It’s in the dinner your friend cooks you. It’s the way the air smells after it’s rained. It’s the way watercolor settles into the page.
A common sentiment I hear now is that it’s much harder to engage with this as we search for something honest through the lens of a digital landscape.
Gabi Abrão wrote about this recently.
She’s my favorite poet. Met her in New York in 2023. We danced together.
“Part of dating now is knowing that everyone is afraid of being cancelled or called a creep or narcissist while in the dangerous magnificent throes of sex and romance and you have to treat everyone like a traumatized animal and repeat over and over that you will not kill them for telling the truth or not knowing what they want or changing their mind or having shadows that seep out
And you’re a sentient grown up who can handle conflict and drama and messiness and in fact what is life without it, and you will not accept sterile contrived pop-therapy-ass HR communication. Fear is not kindness, fakeness is not kindness, in fact it is insulting that they would even try that.
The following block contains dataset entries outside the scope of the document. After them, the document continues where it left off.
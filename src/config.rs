use crate::error::{ThrottlerError, ThrottlerResult};
use serde::{Deserialize, Serialize};
use std::path::Path;
use std::time::Duration;
use validator::{Validate, ValidationError};

const ACCOUNT_MAX_API_CALLS: u64 = 30;
const ACCOUNT_MAX_API_CALLS_PERIOD: Duration = Duration::from_secs(60);
const NUMBER_MAX_SMS: u64 = 250;
const NUMBER_MAX_SMS_PERIOD: Duration = Duration::from_secs(24 * 60 * 60);
const DEFAULT_MAX_CONCURRENT: usize = 10;
const DEFAULT_MIN_TIME: Duration = Duration::from_millis(500);

/// Settings for one limiter: its reservoir, concurrency cap, start spacing and drop ceiling.
#[derive(Debug, Clone, PartialEq, Eq, Serialize, Deserialize, Validate)]
pub struct LimiterConfig {
    /// Reservoir capacity, i.e. calls allowed per window.
    #[serde(alias = "sms_per_window")]
    #[validate(range(min = 1))]
    pub calls_per_window: u64,

    /// Refill interval of the reservoir.
    #[serde(with = "humantime_serde")]
    #[validate(custom(function = "validate_non_zero"))]
    pub window: Duration,

    /// Units added per refill. Defaults to `calls_per_window`.
    #[serde(default)]
    #[validate(range(min = 1))]
    pub refill_amount: Option<u64>,

    /// `None` means unbounded.
    #[serde(default)]
    #[validate(range(min = 1))]
    pub max_concurrent: Option<usize>,

    /// Minimum spacing between two job starts.
    #[serde(default, with = "humantime_serde")]
    pub min_time: Duration,

    /// Backlog (queued + running) at which new jobs are dropped. `None` never drops.
    #[serde(default)]
    #[validate(range(min = 1))]
    pub max_queued: Option<usize>,
}

fn validate_non_zero(value: &Duration) -> Result<(), ValidationError> {
    if value.is_zero() {
        return Err(ValidationError::new("zero_duration"));
    }
    Ok(())
}

impl LimiterConfig {
    /// Unbounded concurrency, no spacing and no drop ceiling.
    pub fn new(calls_per_window: u64, window: Duration) -> Self {
        Self {
            calls_per_window,
            window,
            refill_amount: None,
            max_concurrent: None,
            min_time: Duration::ZERO,
            max_queued: None,
        }
    }

    /// Account-wide limits: 30 calls per minute.
    pub fn account() -> Self {
        Self::new(ACCOUNT_MAX_API_CALLS, ACCOUNT_MAX_API_CALLS_PERIOD)
            .max_concurrent(DEFAULT_MAX_CONCURRENT)
            .min_time(DEFAULT_MIN_TIME)
    }

    /// Per sending number limits: 250 messages per day.
    pub fn number() -> Self {
        Self::new(NUMBER_MAX_SMS, NUMBER_MAX_SMS_PERIOD)
            .max_concurrent(DEFAULT_MAX_CONCURRENT)
            .min_time(DEFAULT_MIN_TIME)
    }

    pub fn refill_amount(mut self, amount: u64) -> Self {
        self.refill_amount = Some(amount);
        self
    }

    pub fn max_concurrent(mut self, max: usize) -> Self {
        self.max_concurrent = Some(max);
        self
    }

    pub fn unbounded_concurrency(mut self) -> Self {
        self.max_concurrent = None;
        self
    }

    pub fn min_time(mut self, min_time: Duration) -> Self {
        self.min_time = min_time;
        self
    }

    pub fn max_queued(mut self, ceiling: usize) -> Self {
        self.max_queued = Some(ceiling);
        self
    }

    pub fn effective_refill_amount(&self) -> u64 {
        self.refill_amount.unwrap_or(self.calls_per_window)
    }

    /// Overlay `{prefix}_*` variables found through `lookup` on top of `self`.
    fn overlay<F>(mut self, prefix: &str, lookup: &F) -> ThrottlerResult<Self>
    where
        F: Fn(&str) -> Option<String>,
    {
        let var = |name: &str| lookup(&format!("{}_{}", prefix, name));

        if let Some(value) = var("CALLS_PER_WINDOW").or_else(|| var("SMS_PER_WINDOW")) {
            self.calls_per_window = parse_number(prefix, "CALLS_PER_WINDOW", &value)?;
        }
        if let Some(value) = var("WINDOW") {
            self.window = parse_duration(prefix, "WINDOW", &value)?;
        }
        if let Some(value) = var("REFILL_AMOUNT") {
            self.refill_amount = Some(parse_number(prefix, "REFILL_AMOUNT", &value)?);
        }
        if let Some(value) = var("MAX_CONCURRENT") {
            self.max_concurrent = parse_limit(prefix, "MAX_CONCURRENT", &value)?;
        }
        if let Some(value) = var("MIN_TIME") {
            self.min_time = parse_duration(prefix, "MIN_TIME", &value)?;
        }
        if let Some(value) = var("MAX_QUEUED") {
            self.max_queued = parse_limit(prefix, "MAX_QUEUED", &value)?;
        }

        Ok(self)
    }
}

fn parse_number<T: std::str::FromStr>(prefix: &str, name: &str, value: &str) -> ThrottlerResult<T> {
    value.trim().parse().map_err(|_| {
        ThrottlerError::Validation(format!("{}_{} must be a whole number, got '{}'", prefix, name, value))
    })
}

fn parse_duration(prefix: &str, name: &str, value: &str) -> ThrottlerResult<Duration> {
    humantime_serde::re::humantime::parse_duration(value.trim()).map_err(|e| {
        ThrottlerError::Validation(format!("{}_{} is not a duration ('{}'): {}", prefix, name, value, e))
    })
}

/// `unbounded` (or an empty value) clears the limit.
fn parse_limit(prefix: &str, name: &str, value: &str) -> ThrottlerResult<Option<usize>> {
    match value.trim() {
        "" | "unbounded" | "none" => Ok(None),
        other => parse_number(prefix, name, other).map(Some),
    }
}

/// Limits for the whole throttler: one account limiter over many per-number limiters.
#[derive(Debug, Clone, PartialEq, Eq, Serialize, Deserialize, Validate)]
pub struct ThrottlerConfig {
    #[serde(default = "LimiterConfig::account")]
    #[validate(nested)]
    pub account: LimiterConfig,

    #[serde(default = "LimiterConfig::number")]
    #[validate(nested)]
    pub number: LimiterConfig,
}

impl Default for ThrottlerConfig {
    fn default() -> Self {
        Self {
            account: LimiterConfig::account(),
            number: LimiterConfig::number(),
        }
    }
}

impl ThrottlerConfig {
    /// Load configuration from `ACCOUNT_*` and `NUMBER_*` environment variables.
    pub fn from_env() -> ThrottlerResult<Self> {
        Self::from_lookup(|key| std::env::var(key).ok())
    }

    pub fn from_lookup<F>(lookup: F) -> ThrottlerResult<Self>
    where
        F: Fn(&str) -> Option<String>,
    {
        let defaults = Self::default();
        let config = Self {
            account: defaults.account.overlay("ACCOUNT", &lookup)?,
            number: defaults.number.overlay("NUMBER", &lookup)?,
        };
        config.validate()?;
        Ok(config)
    }

    pub fn from_json_str(json: &str) -> ThrottlerResult<Self> {
        let config: Self = serde_json::from_str(json)
            .map_err(|e| ThrottlerError::Validation(format!("invalid configuration JSON: {}", e)))?;
        config.validate()?;
        Ok(config)
    }

    pub fn from_json_file(path: impl AsRef<Path>) -> ThrottlerResult<Self> {
        let path = path.as_ref();
        let json = std::fs::read_to_string(path).map_err(|e| {
            ThrottlerError::Validation(format!("cannot read configuration file {}: {}", path.display(), e))
        })?;
        Self::from_json_str(&json)
    }
}

#[cfg(test)]
mod tests {
    use super::*;
    use std::collections::HashMap;

    fn lookup(vars: &[(&str, &str)]) -> impl Fn(&str) -> Option<String> {
        let vars: HashMap<String, String> = vars
            .iter()
            .map(|(k, v)| (k.to_string(), v.to_string()))
            .collect();
        move |key: &str| vars.get(key).cloned()
    }

    #[test]
    fn test_defaults_match_business_limits() {
        let config = ThrottlerConfig::default();
        assert_eq!(config.account.calls_per_window, 30);
        assert_eq!(config.account.window, Duration::from_secs(60));
        assert_eq!(config.number.calls_per_window, 250);
        assert_eq!(config.number.window, Duration::from_secs(86_400));
        assert_eq!(config.account.max_queued, None);
        assert_eq!(config.number.max_queued, None);
        assert!(config.validate().is_ok());
    }

    #[test]
    fn test_refill_amount_defaults_to_capacity() {
        let config = LimiterConfig::new(5, Duration::from_secs(1));
        assert_eq!(config.effective_refill_amount(), 5);
        assert_eq!(config.refill_amount(2).effective_refill_amount(), 2);
    }

    #[test]
    fn test_invalid_limits_are_rejected() {
        assert!(LimiterConfig::new(0, Duration::from_secs(1)).validate().is_err());
        assert!(LimiterConfig::new(5, Duration::ZERO).validate().is_err());
        assert!(LimiterConfig::new(5, Duration::from_secs(1))
            .max_concurrent(0)
            .validate()
            .is_err());
        assert!(LimiterConfig::new(5, Duration::from_secs(1))
            .max_queued(0)
            .validate()
            .is_err());
    }

    #[test]
    fn test_json_with_humantime_durations() {
        let config = ThrottlerConfig::from_json_str(
            r#"{
                "account": { "calls_per_window": 5, "window": "1s", "max_queued": 100 },
                "number": { "sms_per_window": 1, "window": "1s", "min_time": "250ms", "max_concurrent": 1 }
            }"#,
        )
        .unwrap();

        assert_eq!(config.account.calls_per_window, 5);
        assert_eq!(config.account.window, Duration::from_secs(1));
        assert_eq!(config.account.max_concurrent, None);
        assert_eq!(config.account.max_queued, Some(100));
        assert_eq!(config.number.calls_per_window, 1);
        assert_eq!(config.number.min_time, Duration::from_millis(250));
        assert_eq!(config.number.max_concurrent, Some(1));
    }

    #[test]
    fn test_json_missing_section_uses_preset() {
        let config = ThrottlerConfig::from_json_str(
            r#"{ "account": { "calls_per_window": 5, "window": "1s" } }"#,
        )
        .unwrap();
        assert_eq!(config.number, LimiterConfig::number());
    }

    #[test]
    fn test_json_failing_validation() {
        let result = ThrottlerConfig::from_json_str(
            r#"{ "account": { "calls_per_window": 0, "window": "1s" } }"#,
        );
        assert!(matches!(result, Err(ThrottlerError::Validation(_))));
    }

    #[test]
    fn test_env_overlay() {
        let config = ThrottlerConfig::from_lookup(lookup(&[
            ("ACCOUNT_CALLS_PER_WINDOW", "5"),
            ("ACCOUNT_WINDOW", "1s"),
            ("ACCOUNT_MAX_CONCURRENT", "unbounded"),
            ("ACCOUNT_MAX_QUEUED", "20"),
            ("NUMBER_SMS_PER_WINDOW", "1"),
            ("NUMBER_MIN_TIME", "1s"),
        ]))
        .unwrap();

        assert_eq!(config.account.calls_per_window, 5);
        assert_eq!(config.account.window, Duration::from_secs(1));
        assert_eq!(config.account.max_concurrent, None);
        assert_eq!(config.account.max_queued, Some(20));
        assert_eq!(config.account.min_time, DEFAULT_MIN_TIME);
        assert_eq!(config.number.calls_per_window, 1);
        assert_eq!(config.number.min_time, Duration::from_secs(1));
        assert_eq!(config.number.window, NUMBER_MAX_SMS_PERIOD);
    }

    #[test]
    fn test_env_bad_values() {
        let result = ThrottlerConfig::from_lookup(lookup(&[("ACCOUNT_WINDOW", "soon")]));
        assert!(matches!(result, Err(ThrottlerError::Validation(_))));

        let result = ThrottlerConfig::from_lookup(lookup(&[("NUMBER_MAX_QUEUED", "-1")]));
        assert!(matches!(result, Err(ThrottlerError::Validation(_))));
    }
}
impl fmt::Debug for Limiter {
    fn fmt(&self, f: &mut fmt::Formatter<'_>) -> fmt::Result {
        f.debug_struct("Limiter")
            .field("name", &self.shared.name)
            .field("max_concurrent", &self.shared.max_concurrent)
            .field("min_time", &self.shared.min_time)
            .field("max_queued", &self.shared.max_queued)
            .field("chained", &self.is_chained())
            .finish()
    }
}

impl Shared {
    fn lock_state(&self) -> Result<MutexGuard<'_, State>, LimiterError> {
        self.state
            .lock()
            .map_err(|_| LimiterError::Poisoned(self.name.clone()))
    }

    fn parent_shared(&self) -> Option<Arc<Shared>> {
        self.parent
            .read()
            .unwrap_or_else(PoisonError::into_inner)
            .as_ref()
            .and_then(Weak::upgrade)
    }

    fn next_stage(&self) -> Stage {
        match self
            .parent
            .read()
            .unwrap_or_else(PoisonError::into_inner)
            .as_ref()
        {
            None => Stage::Execute,
            Some(weak) => match weak.upgrade() {
                Some(shared) => Stage::Forward(Limiter { shared }),
                None => Stage::Orphaned,
            },
        }
    }

    fn emit(&self, event: &LimiterEvent) {
        let listeners = self
            .listeners
            .read()
            .unwrap_or_else(PoisonError::into_inner)
            .clone();
        for listener in listeners {
            listener(event);
        }
    }

    fn emit_error(&self, error: LimiterError) {
        self.emit(&LimiterEvent::Error {
            limiter: self.name.clone(),
            error,
        });
    }

    fn reject_later(&self, job: Job, error: ThrottlerError) {
        self.runtime.spawn(async move { job.reject(error) });
    }

    /// Start every job that can start now. Returns when admission should be retried, if a timed
    /// condition (refill or spacing) is what holds the head job back.
    fn pump(self: &Arc<Self>) -> Option<Instant> {
        let _order = self
            .dispatching
            .lock()
            .unwrap_or_else(PoisonError::into_inner);

        let now = self.clock.now();
        let (started, next_wake) = match self.lock_state() {
            Ok(mut state) => state.admit(now, self.max_concurrent, self.min_time),
            Err(error) => {
                self.emit_error(error);
                return None;
            }
        };

        for job in started {
            self.dispatch(job);
        }
        next_wake
    }

    fn dispatch(self: &Arc<Self>, job: Job) {
        debug!(
            limiter = %self.name,
            job_id = %job.id(),
            key = %job.key(),
            waited_ms = self.clock.now().saturating_duration_since(job.submitted_at()).as_millis() as u64,
            "Job admitted"
        );

        let (parts, done) = job.into_parts();
        let outcome: BoxFuture<JobResult> = match self.next_stage() {
            Stage::Execute => {
                let this = Arc::clone(self);
                Box::pin(async move { this.execute(parts).await })
            }
            Stage::Forward(parent) => {
                // Submitted here, not in the task, so the parent queues jobs in admission order.
                let (job, handle) = parts.into_handled_job();
                parent.submit(job);
                let this = Arc::clone(self);
                Box::pin(async move { this.await_parent(handle).await })
            }
            Stage::Orphaned => {
                let error = LimiterError::ParentGone(self.name.clone());
                self.emit_error(error.clone());
                let result: JobResult = Err(error.into());
                Box::pin(async move { result })
            }
        };

        let this = Arc::clone(self);
        self.runtime.spawn(async move {
            let result = outcome.await;
            this.finish();
            done(result);
        });
    }

    async fn execute(&self, parts: JobParts) -> JobResult {
        let job_id = parts.id;
        match self.runtime.spawn(parts.run()).await {
            Ok(result) => result,
            Err(e) => {
                let error = if e.is_panic() {
                    LimiterError::JobPanicked {
                        limiter: self.name.clone(),
                        job_id,
                    }
                } else {
                    LimiterError::Abandoned(job_id)
                };
                self.emit_error(error.clone());
                Err(error.into())
            }
        }
    }

    /// Completes only after the parent has completed the job.
    async fn await_parent(&self, handle: JobHandle) -> JobResult {
        let result = handle.await;

        if let Err(ThrottlerError::Limiter(error)) = &result {
            self.emit_error(error.clone());
        }
        result
    }

    fn finish(self: &Arc<Self>) {
        match self.lock_state() {
            Ok(mut state) => {
                debug_assert!(
                    state.running > 0,
                    "limiter '{}' finished more jobs than it started",
                    self.name
                );
                state.running = state.running.saturating_sub(1);
                state.done += 1;
            }
            Err(error) => self.emit_error(error),
        }
        self.pump();
        self.wake.notify_one();
    }
}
It is blasphemous even, to cast such a dull performance in the face of gods who blessed us with sentience, who blessed us with nerve endings, who blessed us with magnetic mysteries of attraction, who blessed us with drama and chaos. And if you don’t show up at my door belligerent and cut wide open and in the next 24 hours to argue in the doorway, to negotiate over late night espresso, to make love in blindfold, to play-wrestle, to call me a name you’d later apologize for, to wilt, to confess, you live a lie, because the world is no waiting room.
All that cannot be explained or negotiated or understood beckons for your submission, your gaze, your acceptance, your knees, your unbreakable eye contact, your active participation to complete the quests you yourself have conjured with energy alone,
Your secret is safe with me, your secret is safe with me, your secret is safe with me.”
When I first read Abrão’s writing, it made me uncomfortable.
I read how she spoke about romance in its rawest form- pheromonal, grungy.
And I remembered the way romance was presented to me in girlhood.
I would be a duckling and eventually a swan. I would find this polished, glittery love and it would bring me a sense of eternal contentment.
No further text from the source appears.